Saved entries:

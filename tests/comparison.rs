use ndarray::array;
use ndarray_rand::rand::SeedableRng;
use rand_xoshiro::Xoshiro256Plus;

use symclust::generate_blobs;
use symclust::prelude::*;

/// Round-trip sanity: on two well-separated Gaussian blobs, factorizing and
/// taking the row-wise argmax recovers the same two-group partition as
/// K-means, allowing for a swap of the label numbering.
#[test]
fn both_engines_recover_the_same_partition_on_two_blobs() {
    let mut rng = Xoshiro256Plus::seed_from_u64(42);
    let centers = array![[0., 0.], [20., 20.]];
    let observations = generate_blobs(25, &centers, &mut rng);

    let k_means = KMeans::params(2)
        .fit(&observations)
        .expect("KMeans fitted");
    assert!(k_means.converged());

    let sym_nmf = SymNmf::params(2).fit(&observations).expect("SymNMF fitted");
    let nmf_labels = argmax_rows(sym_nmf.factors());

    let identical = k_means
        .labels()
        .iter()
        .zip(nmf_labels.iter())
        .all(|(&km, &nmf)| km == nmf);
    let swapped = k_means
        .labels()
        .iter()
        .zip(nmf_labels.iter())
        .all(|(&km, &nmf)| km == 1 - nmf);
    assert!(identical || swapped);
}

#[test]
fn the_harness_reports_a_high_score_for_both_methods_on_clean_data() {
    let mut rng = Xoshiro256Plus::seed_from_u64(17);
    let centers = array![[-10., 0.], [10., 0.]];
    let observations = generate_blobs(20, &centers, &mut rng);

    let scores = compare(&observations, 2, 300, 1e-4).expect("comparison");
    assert!(scores.k_means > 0.5);
    assert!(scores.sym_nmf > 0.5);
}
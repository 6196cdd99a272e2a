//! Common metrics for clustering
use std::collections::HashMap;

use ndarray::{ArrayBase, ArrayView1, Data, Ix1, Ix2};

use crate::distance::{Distance, L2Dist};
use crate::error::{Error, Result};
use crate::Float;

struct DistanceCount<F> {
    total_distance: F,
    count: usize,
}

impl<F: Float> DistanceCount<F> {
    fn new(count: usize) -> DistanceCount<F> {
        DistanceCount {
            total_distance: F::zero(),
            count,
        }
    }

    /// Sets the total distance from the sample to this cluster back to zero
    fn reset(&mut self) {
        self.total_distance = F::zero();
    }

    /// Divides the total distance from the sample to this cluster by the
    /// number of samples in the cluster
    fn mean_distance(&self) -> F {
        self.total_distance / F::cast(self.count)
    }

    /// To be used in the cluster in which the sample is located. The
    /// distance from the sample to itself is zero so it does not get added
    /// to the total distance. We can then just divide the total distance
    /// by #samples in this cluster - 1
    fn same_label_mean_distance(&self) -> F {
        if self.count == 1 {
            return F::zero();
        }
        self.total_distance / F::cast(self.count - 1)
    }

    /// Adds the distance between `eval_sample` and `other_sample` to the
    /// total distance of `eval_sample` from the current cluster
    fn add_point(&mut self, eval_sample: ArrayView1<F>, other_sample: ArrayView1<F>) {
        self.total_distance += L2Dist.distance(eval_sample, other_sample);
    }
}

/// Evaluates the quality of a clustering using euclidean distance.
///
/// Given a clustered dataset, the silhouette score for each sample is
/// computed as the relative difference between the average distance of the
/// sample to other samples in the same cluster and the minimum average
/// distance of the sample to samples in another cluster. This value goes
/// from -1 to +1 when the point is respectively closer (in average) to
/// points in another cluster and to points in its own cluster.
///
/// Finally, the silhouette score for the clustering is evaluated as the
/// mean silhouette score of each sample. A clustering with a single label
/// scores 1.
pub fn silhouette_score<F: Float, DO: Data<Elem = F>, DL: Data<Elem = usize>>(
    observations: &ArrayBase<DO, Ix2>,
    labels: &ArrayBase<DL, Ix1>,
) -> Result<F> {
    let n_samples = observations.nrows();
    if labels.len() != n_samples {
        return Err(Error::LabelCount {
            observations: n_samples,
            labels: labels.len(),
        });
    }
    if n_samples == 0 {
        return Err(Error::NotEnoughSamples);
    }

    let mut label_count: HashMap<usize, usize> = HashMap::new();
    for label in labels.iter() {
        *label_count.entry(*label).or_insert(0) += 1;
    }
    let mut clusters: HashMap<usize, DistanceCount<F>> = label_count
        .into_iter()
        .map(|(label, count)| (label, DistanceCount::new(count)))
        .collect();

    // Single label dataset, all points are in the same cluster.
    if clusters.len() == 1 {
        return Ok(F::one());
    }

    // Compute and sum the silhouette score of each sample
    let score = observations
        .rows()
        .into_iter()
        .zip(labels.iter())
        .map(|(sample, &sample_label)| {
            // Loops through all samples in the dataset and adds the
            // distance between them and `sample` to the cluster in which
            // they belong
            for (other, other_label) in observations.rows().into_iter().zip(labels.iter()) {
                clusters.get_mut(other_label).unwrap().add_point(sample, other);
            }

            // average distance from `sample` to points in its cluster
            let mut a_x = F::zero();
            // minimum average distance from `sample` to another cluster;
            // set to none so that it can be initialized by the first value
            let mut b_x: Option<F> = None;

            for (label, cluster) in &mut clusters {
                if *label == sample_label {
                    // The cluster of `sample` averages by excluding `sample` from the counting
                    a_x = cluster.same_label_mean_distance();
                } else {
                    // Keep the minimum average distance
                    b_x = match b_x {
                        None => Some(cluster.mean_distance()),
                        Some(minimum) => {
                            if cluster.mean_distance() < minimum {
                                Some(cluster.mean_distance())
                            } else {
                                Some(minimum)
                            }
                        }
                    }
                }
                cluster.reset()
            }
            // Since the single label case was taken care of earlier, here
            // there are at least two clusters so `b_x` can't be `None`
            let b_x = b_x.unwrap();

            // s(x) = (b(x) - a(x)) / max{a(x), b(x)}
            if a_x >= b_x {
                (b_x - a_x) / a_x
            } else {
                (b_x - a_x) / b_x
            }
        })
        .sum::<F>();
    Ok(score / F::cast(n_samples))
}
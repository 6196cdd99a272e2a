use ndarray_rand::rand::Rng;

use super::errors::SymNmfParamsError;
use crate::param_guard::ParamGuard;
use crate::Float;

/// The set of hyperparameters that can be specified for the execution of
/// the [SymNMF algorithm](crate::SymNmf).
#[derive(Clone, Debug, PartialEq)]
pub struct SymNmfValidParams<F: Float, R: Rng> {
    /// The rank of the factorization, i.e. the number of clusters encoded
    /// by the columns of the factor matrix.
    n_clusters: usize,
    /// The optimization is considered complete when the squared Frobenius
    /// norm of the difference between consecutive factor matrices falls
    /// strictly below `tolerance`.
    tolerance: F,
    /// We exit the optimization loop when the number of multiplicative
    /// updates exceeds `max_n_iterations` even if the `tolerance`
    /// convergence condition has not been met.
    max_n_iterations: u64,
    /// Small positive constant added to the update denominator, guarding
    /// the multiplicative rule against division by zero.
    regularization: F,
    /// The random number generator used to draw the initial factors
    rng: R,
}

/// An helper struct used to construct a set of [valid hyperparameters](SymNmfValidParams)
/// for the [SymNMF algorithm](crate::SymNmf) (using the builder pattern).
#[derive(Clone, Debug, PartialEq)]
pub struct SymNmfParams<F: Float, R: Rng>(SymNmfValidParams<F, R>);

impl<F: Float, R: Rng> SymNmfParams<F, R> {
    /// `new` lets us configure our training algorithm parameters:
    /// * the factorization has rank `n_clusters`;
    /// * the optimization is considered complete when the squared
    ///   Frobenius norm of the update difference falls strictly below
    ///   `tolerance`;
    /// * we exit the optimization loop when the number of updates exceeds
    ///   `max_n_iterations` even if the `tolerance` convergence condition
    ///   has not been met.
    ///
    /// Defaults are provided if optional parameters are not specified:
    /// * `tolerance = 1e-4`
    /// * `max_n_iterations = 300`
    /// * `regularization = 1e-12`
    pub fn new(n_clusters: usize, rng: R) -> Self {
        Self(SymNmfValidParams {
            n_clusters,
            tolerance: F::cast(1e-4),
            max_n_iterations: 300,
            regularization: F::cast(1e-12),
            rng,
        })
    }

    /// Change the value of `tolerance`
    pub fn tolerance(mut self, tolerance: F) -> Self {
        self.0.tolerance = tolerance;
        self
    }

    /// Change the value of `max_n_iterations`
    pub fn max_n_iterations(mut self, max_n_iterations: u64) -> Self {
        self.0.max_n_iterations = max_n_iterations;
        self
    }

    /// Change the value of `regularization`
    pub fn regularization(mut self, regularization: F) -> Self {
        self.0.regularization = regularization;
        self
    }
}

impl<F: Float, R: Rng> ParamGuard for SymNmfParams<F, R> {
    type Checked = SymNmfValidParams<F, R>;
    type Error = SymNmfParamsError;

    fn check_ref(&self) -> Result<&Self::Checked, Self::Error> {
        if self.0.n_clusters == 0 {
            Err(SymNmfParamsError::NClusters)
        } else if self.0.tolerance < F::zero() {
            Err(SymNmfParamsError::Tolerance)
        } else if self.0.max_n_iterations == 0 {
            Err(SymNmfParamsError::MaxIterations)
        } else if self.0.regularization <= F::zero() {
            Err(SymNmfParamsError::Regularization)
        } else {
            Ok(&self.0)
        }
    }

    fn check(self) -> Result<Self::Checked, Self::Error> {
        self.check_ref()?;
        Ok(self.0)
    }
}

impl<F: Float, R: Rng> SymNmfValidParams<F, R> {
    /// The rank of the factorization
    pub fn n_clusters(&self) -> usize {
        self.n_clusters
    }

    /// The optimization is considered complete when the squared Frobenius
    /// norm of the update difference falls strictly below `tolerance`.
    pub fn tolerance(&self) -> F {
        self.tolerance
    }

    /// We exit the optimization loop when the number of updates exceeds
    /// `max_n_iterations` even if the `tolerance` convergence condition
    /// has not been met.
    pub fn max_n_iterations(&self) -> u64 {
        self.max_n_iterations
    }

    /// Division guard added to the update denominator
    pub fn regularization(&self) -> F {
        self.regularization
    }

    /// Returns the random generator
    pub fn rng(&self) -> &R {
        &self.rng
    }
}

#[cfg(test)]
mod tests {
    use crate::{ParamGuard, SymNmf, SymNmfParams, SymNmfParamsError, SymNmfValidParams};
    use rand_xoshiro::Xoshiro256Plus;

    #[test]
    fn autotraits() {
        fn has_autotraits<T: Send + Sync + Sized + Unpin>() {}
        has_autotraits::<SymNmfParams<f64, Xoshiro256Plus>>();
        has_autotraits::<SymNmfValidParams<f64, Xoshiro256Plus>>();
    }

    #[test]
    fn n_clusters_cannot_be_zero() {
        let res = SymNmf::<f64>::params(0).check();
        assert!(matches!(res, Err(SymNmfParamsError::NClusters)))
    }

    #[test]
    fn tolerance_cannot_be_negative() {
        let res = SymNmf::<f64>::params(2).tolerance(-1e-4).check();
        assert!(matches!(res, Err(SymNmfParamsError::Tolerance)))
    }

    #[test]
    fn max_n_iterations_cannot_be_zero() {
        let res = SymNmf::<f64>::params(2).max_n_iterations(0).check();
        assert!(matches!(res, Err(SymNmfParamsError::MaxIterations)))
    }

    #[test]
    fn regularization_cannot_be_zero() {
        let res = SymNmf::<f64>::params(2).regularization(0.).check();
        assert!(matches!(res, Err(SymNmfParamsError::Regularization)))
    }
}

- PROBLEM DESCRIPTION: Using the entries above, return each line that includes the word "factorization".

- EXERCISE RESULT:
    /// The rank of the factorization, i.e. the number of clusters encoded
    /// * the factorization has rank `n_clusters`;
    /// The rank of the factorization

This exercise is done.